■ Task instructions
Report how many lines below contain the word "SessionFn", and give only that number.

__________________________________________________

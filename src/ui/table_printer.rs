use std::fmt::Write;

use crate::ui::width_util::WidthUtil;

/// Renders titled, column-aligned tables into a `String`.
#[derive(Debug, Default, Clone)]
pub struct TablePrinter {
    util: WidthUtil,
    max_width: Option<usize>,
}

impl TablePrinter {
    pub fn new() -> Self {
        Self::default()
    }

    /// Separators never run past the current terminal width.
    pub fn for_terminal() -> Self {
        let util = WidthUtil::default();
        let max_width = Some(util.terminal_width());
        Self { util, max_width }
    }

    /// With no headers each row is joined as-is; an empty `rows` prints
    /// `empty_message` under the title when one is given.
    pub fn render<T: AsRef<str>>(
        &self,
        title: &str,
        headers: &[&str],
        rows: &[Vec<T>],
        empty_message: Option<&str>,
    ) -> String {
        let col_widths = self.col_widths(headers, rows);
        let mut width = self.natural_width(&col_widths);
        let mut out = String::new();

        if rows.is_empty() {
            if let Some(msg) = empty_message {
                width = width
                    .max(self.util.visible_width(title))
                    .max(self.util.visible_width(msg));
                self.banner(&mut out, title, width);
                line(&mut out, msg);
                self.separator(&mut out, width);
                return out;
            }
        }

        width = width.max(self.util.visible_width(title));
        self.banner(&mut out, title, width);
        if !headers.is_empty() {
            line(&mut out, &self.build_line(headers, &col_widths));
            self.separator(&mut out, width);
        }
        for row in rows {
            let text = if headers.is_empty() {
                row.iter().map(|c| c.as_ref()).collect::<Vec<_>>().join(" | ")
            } else {
                self.build_line(row, &col_widths)
            };
            line(&mut out, &text);
        }
        self.separator(&mut out, width);
        out
    }

    fn col_widths<T: AsRef<str>>(&self, headers: &[&str], rows: &[Vec<T>]) -> Vec<usize> {
        let mut widths: Vec<usize> = headers.iter().map(|h| self.util.visible_width(h)).collect();
        for row in rows {
            for (i, cell) in row.iter().enumerate().take(widths.len()) {
                widths[i] = widths[i].max(self.util.visible_width(cell.as_ref()));
            }
        }
        widths
    }

    fn natural_width(&self, col_widths: &[usize]) -> usize {
        if col_widths.is_empty() {
            return 0;
        }
        col_widths.iter().sum::<usize>() + (col_widths.len() - 1) * 3
    }

    fn build_line<T: AsRef<str>>(&self, cells: &[T], col_widths: &[usize]) -> String {
        let last = col_widths.len().saturating_sub(1);
        cells
            .iter()
            .enumerate()
            .take(col_widths.len())
            .map(|(i, cell)| {
                // no trailing padding on the last column
                if i == last {
                    cell.as_ref().to_string()
                } else {
                    self.util.pad_visible(cell.as_ref(), col_widths[i])
                }
            })
            .collect::<Vec<_>>()
            .join(" | ")
    }

    fn banner(&self, out: &mut String, title: &str, width: usize) {
        self.separator(out, width);
        line(out, &title.to_uppercase());
        self.separator(out, width);
    }

    fn separator(&self, out: &mut String, width: usize) {
        let width = match self.max_width {
            Some(max) => width.min(max),
            None => width,
        };
        line(out, &"-".repeat(width.max(1)));
    }
}

fn line(out: &mut String, s: &str) {
    let _ = writeln!(out, "{s}");
}
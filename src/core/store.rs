use crate::core::state::{SessionState, StateRules};
use crate::errors::{Error, Result};

/// Exclusive owner of the session state.
///
/// Mutations are staged on a copy, validated against [`StateRules`], and only
/// then swapped in; a failed mutation leaves the committed state untouched.
#[derive(Debug)]
pub struct StateStore {
    state: SessionState,
    rules: StateRules,
    revision: u64,
}

impl StateStore {
    pub fn new(initial: SessionState, rules: StateRules) -> Self {
        Self {
            state: initial,
            rules,
            revision: 0,
        }
    }

    pub fn read(&self) -> &SessionState {
        &self.state
    }

    pub fn snapshot(&self) -> SessionState {
        self.state.clone()
    }

    /// Number of committed mutations since construction.
    pub fn revision(&self) -> u64 {
        self.revision
    }

    pub fn rules(&self) -> &StateRules {
        &self.rules
    }

    pub fn set_rules(&mut self, rules: StateRules) {
        self.rules = rules;
    }

    pub fn apply<T, F>(&mut self, mutation: F) -> Result<T>
    where
        F: FnOnce(&mut SessionState) -> Result<T>,
    {
        let mut staged = self.state.clone();
        let out = mutation(&mut staged)?;
        self.commit(staged)?;
        Ok(out)
    }

    /// Update session bookkeeping (open/exit times) without bumping the revision.
    pub fn stamp<F>(&mut self, update: F) -> Result<()>
    where
        F: FnOnce(&mut SessionState),
    {
        let mut staged = self.state.clone();
        update(&mut staged);
        self.rules.check(&staged).map_err(Error::InvalidMutation)?;
        self.state = staged;
        Ok(())
    }

    /// Swap in a whole state, subject to the same invariants as `apply`.
    pub fn replace(&mut self, state: SessionState) -> Result<()> {
        self.commit(state)
    }

    fn commit(&mut self, staged: SessionState) -> Result<()> {
        self.rules.check(&staged).map_err(Error::InvalidMutation)?;
        if staged != self.state {
            self.state = staged;
            self.revision += 1;
        }
        Ok(())
    }
}
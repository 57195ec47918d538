use notch::prompter::flows::main_flow::MainFlow;
use notch::prompter::line_editor::ReaderEditor;
use notch::prompter::prompter::Prompter;
use std::io::Cursor;

use crate::common::{
    build_context, make_temp_dir, normalized_lines, read_log_contents, run_with_bytes,
    run_with_input,
};

#[test]
fn unknown_command_reports_error_and_continues() {
    let dir = make_temp_dir("command");
    let output = run_with_input(dir.path(), "add 2\nfrobnicate\nadd\nshow\nexit\n");

    assert!(output.status.success());
    let lines = normalized_lines(&output.stdout);
    assert!(
        lines.iter().any(|l| l == "Error: Unknown command: frobnicate"),
        "stdout did not include expected error: {lines:?}"
    );
    assert!(lines.iter().any(|l| l == "Counter:     3"), "{lines:?}");
}

#[test]
fn parse_error_does_not_stop_followup_command() {
    let dir = make_temp_dir("command");
    let output = run_with_input(dir.path(), "note \"unclosed\nadd 4\nexit\n");
    assert!(output.status.success());
    let lines = normalized_lines(&output.stdout);
    assert!(lines[0].starts_with("Error: Parse error:"), "{lines:?}");
    assert_eq!(lines[1], "Counter: 4");
}

#[test]
fn undecodable_input_line_does_not_end_session() {
    let dir = make_temp_dir("command");
    let output = run_with_bytes(dir.path(), &[], b"add\n\xff\xfe\nadd\nshow\nexit\n");
    assert!(output.status.success(), "{output:?}");
    let lines = normalized_lines(&output.stdout);
    assert!(
        lines.iter().any(|l| l == "Error: Parse error: input is not valid UTF-8"),
        "{lines:?}"
    );
    assert!(lines.iter().any(|l| l == "Counter:     2"), "{lines:?}");
}

#[test]
fn help_lists_every_command() {
    let dir = make_temp_dir("command");
    let output = run_with_input(dir.path(), "help\n? note\nexit\n");
    assert!(output.status.success());
    let stdout = String::from_utf8_lossy(&output.stdout);
    for name in ["add", "untag", "notes", "config (cfg)", "exit (quit)", "help (?)"] {
        assert!(stdout.contains(name), "help output missing {name}:\n{stdout}");
    }
    assert!(stdout.contains("Usage: note <text:text...>"));
}

#[test]
fn tags_description_and_notes_flow() {
    let dir = make_temp_dir("command");
    let input = "tag home urgent\nuntag urgent\ndesc Weekly  plan\nnote \"buy milk\"\nnote call mum\nnotes\nshow\n";
    let output = run_with_input(dir.path(), input);
    assert!(output.status.success());

    let lines = normalized_lines(&output.stdout);
    assert!(lines.iter().any(|l| l == "Tagged: home, urgent"), "{lines:?}");
    assert!(lines.iter().any(|l| l == "Removed tag 'urgent'."));
    assert!(lines.iter().any(|l| l == "1 | buy milk"));
    assert!(lines.iter().any(|l| l == "2 | call mum"));
    assert!(lines.iter().any(|l| l == "Tags:        home"));
    assert!(lines.iter().any(|l| l == "Description: Weekly plan"));
}

#[test]
fn log_command_without_log_file_prints_no_logs() {
    let dir = make_temp_dir("command");
    let output = run_with_input(dir.path(), "log\nexit\n");
    assert!(output.status.success(), "log command should succeed");

    let stdout = String::from_utf8_lossy(&output.stdout);
    assert!(stdout.contains("No logs"), "stdout:\n{stdout}");
    assert!(
        !dir.path().join("logs").exists(),
        "log command should not create a log file when none existed"
    );
}

#[test]
fn log_command_prints_session_log_without_logging_itself() {
    let dir = make_temp_dir("command");
    let output = run_with_input(dir.path(), "add 3\nlog\nexit\n");
    assert!(output.status.success(), "session should complete");

    let stdout = String::from_utf8_lossy(&output.stdout);
    assert!(stdout.contains("Command run: add 3"), "stdout:\n{stdout}");
    let log_text = read_log_contents(dir.path()).expect("log file should exist");
    assert!(!log_text.contains("Command run: log"), "{log_text}");
    assert!(log_text.contains("Saved state to"), "{log_text}");
}

#[test]
fn library_flow_runs_scripted_session() {
    let dir = make_temp_dir("command");
    let mut ctx = build_context(dir.path());
    let mut out = Vec::new();
    let flow = MainFlow::new(&mut ctx, &mut out);
    let mut editor = ReaderEditor::new(Cursor::new("set 10\nsub 4\nhistory\n"));
    Prompter::new().run(flow, &mut editor).unwrap();

    assert_eq!(ctx.store.read().counter, 6);
    let lines = normalized_lines(&out);
    assert!(lines.iter().any(|l| l == "2 | sub 4"), "{lines:?}");
    assert!(lines.iter().any(|l| l == "3 | history"), "{lines:?}");
}
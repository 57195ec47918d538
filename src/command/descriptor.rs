use std::fmt;

use crate::arg::args::{BoundArgs, Param};
use crate::core::context::AppContext;
use crate::core::state::SessionState;
use crate::errors::Result;

/// Text a command hands back for rendering; empty means nothing to print.
pub type Output = String;

pub type MutateFn = fn(&mut SessionState, &BoundArgs) -> Result<Output>;
pub type InspectFn = fn(&SessionState, &BoundArgs) -> Result<Output>;
pub type SessionFn = fn(&mut SessionCtx<'_>, &BoundArgs) -> Result<Output>;

/// What running a command does.
#[derive(Clone, Copy)]
pub enum Action {
    /// Transforms a staged copy of the state; committed only if it validates.
    Mutate(MutateFn),
    /// Reads the committed state.
    Inspect(InspectFn),
    /// Works on the application itself (persistence, config, help...).
    Session(SessionFn),
    Exit,
}

impl fmt::Debug for Action {
    fn fmt(&self, f: &mut fmt::Formatter<'_>) -> fmt::Result {
        let kind = match self {
            Action::Mutate(_) => "Mutate",
            Action::Inspect(_) => "Inspect",
            Action::Session(_) => "Session",
            Action::Exit => "Exit",
        };
        write!(f, "{kind}")
    }
}

/// Engine access handed to session-level commands.
pub struct SessionCtx<'a> {
    pub app: &'a mut AppContext,
    pub history: &'a [String],
}

/// Static metadata plus handler for one invocable command.
#[derive(Debug, Clone)]
pub struct CommandDescriptor {
    pub name: &'static str,
    pub aliases: &'static [&'static str],
    pub summary: &'static str,
    pub params: &'static [Param],
    pub action: Action,
}

impl CommandDescriptor {
    pub fn new(name: &'static str, summary: &'static str, action: Action) -> Self {
        Self {
            name,
            aliases: &[],
            summary,
            params: &[],
            action,
        }
    }

    pub fn params(mut self, params: &'static [Param]) -> Self {
        self.params = params;
        self
    }

    pub fn aliases(mut self, aliases: &'static [&'static str]) -> Self {
        self.aliases = aliases;
        self
    }

    /// Every identifier this command answers to.
    pub fn names(&self) -> impl Iterator<Item = &'static str> + '_ {
        std::iter::once(self.name).chain(self.aliases.iter().copied())
    }

    pub fn signature(&self) -> String {
        let mut s = self.name.to_string();
        for p in self.params {
            s.push(' ');
            s.push_str(&p.to_string());
        }
        s
    }

    pub fn usage(&self) -> String {
        format!("Usage: {}", self.signature())
    }
}
use super::args::*;
use crate::errors::{Error, Result};

/// A raw input line split into its command identifier and argument tokens.
#[derive(Debug, Clone, PartialEq, Eq)]
pub struct ParsedLine {
    pub command: String,
    pub tokens: Vec<String>,
}

/// Split a line with shell quoting rules. Blank input is a parse error.
pub fn split_line(line: &str) -> Result<ParsedLine> {
    if line.trim().is_empty() {
        return Err(Error::parse("empty input"));
    }
    let mut tokens = shell_words::split(line)
        .map_err(|e| Error::Parse(format!("Could not split '{}': {e}", line.trim())))?;
    if tokens.is_empty() || tokens[0].trim().is_empty() {
        return Err(Error::parse("empty input"));
    }
    let command = tokens.remove(0);
    Ok(ParsedLine { command, tokens })
}

#[derive(Debug, Default, Clone)]
pub struct ArgParser;

impl ArgParser {
    pub fn new() -> Self {
        Self
    }

    /// Bind `raw` tokens to the ordered `params` schema.
    pub fn bind(&self, params: &[Param], raw: &[String]) -> Result<BoundArgs> {
        let mut ts = TokenStream::new(raw);
        let mut out = BoundArgs::default();

        for param in params {
            let values = match param.arity {
                Arity::Required => {
                    if ts.eof() {
                        return Err(Error::Parse(format!("Missing argument {param}.")));
                    }
                    vec![self.parse_one(param, &ts.next()?)?]
                }
                Arity::Optional => {
                    if ts.eof() {
                        Vec::new()
                    } else {
                        vec![self.parse_one(param, &ts.next()?)?]
                    }
                }
                Arity::Many | Arity::Rest => {
                    let rest = ts.drain();
                    if rest.is_empty() && param.arity == Arity::Many {
                        return Err(Error::Parse(format!("Missing argument {param}.")));
                    }
                    self.parse_multi(param, &rest)?
                }
            };
            out.push(param.name, values);
        }

        if !ts.eof() {
            return Err(Error::Parse(format!(
                "Unexpected argument: '{}'.",
                ts.peek()?
            )));
        }
        Ok(out)
    }

    fn parse_one(&self, param: &Param, tok: &str) -> Result<Arg> {
        parse_token(param.kind, tok)
            .map_err(|e| Error::Parse(format!("Invalid value for {param}: {}", strip(&e))))
    }

    fn parse_multi(&self, param: &Param, toks: &[String]) -> Result<Vec<Arg>> {
        if toks.is_empty() {
            return Ok(Vec::new());
        }
        if param.kind == ParamKind::Text {
            return Ok(vec![Arg::Text(toks.join(" "))]);
        }
        toks.iter().map(|t| self.parse_one(param, t)).collect()
    }
}

fn strip(err: &Error) -> String {
    match err {
        Error::Parse(msg) => msg.clone(),
        other => other.to_string(),
    }
}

__________________________________________________

■ Your response
2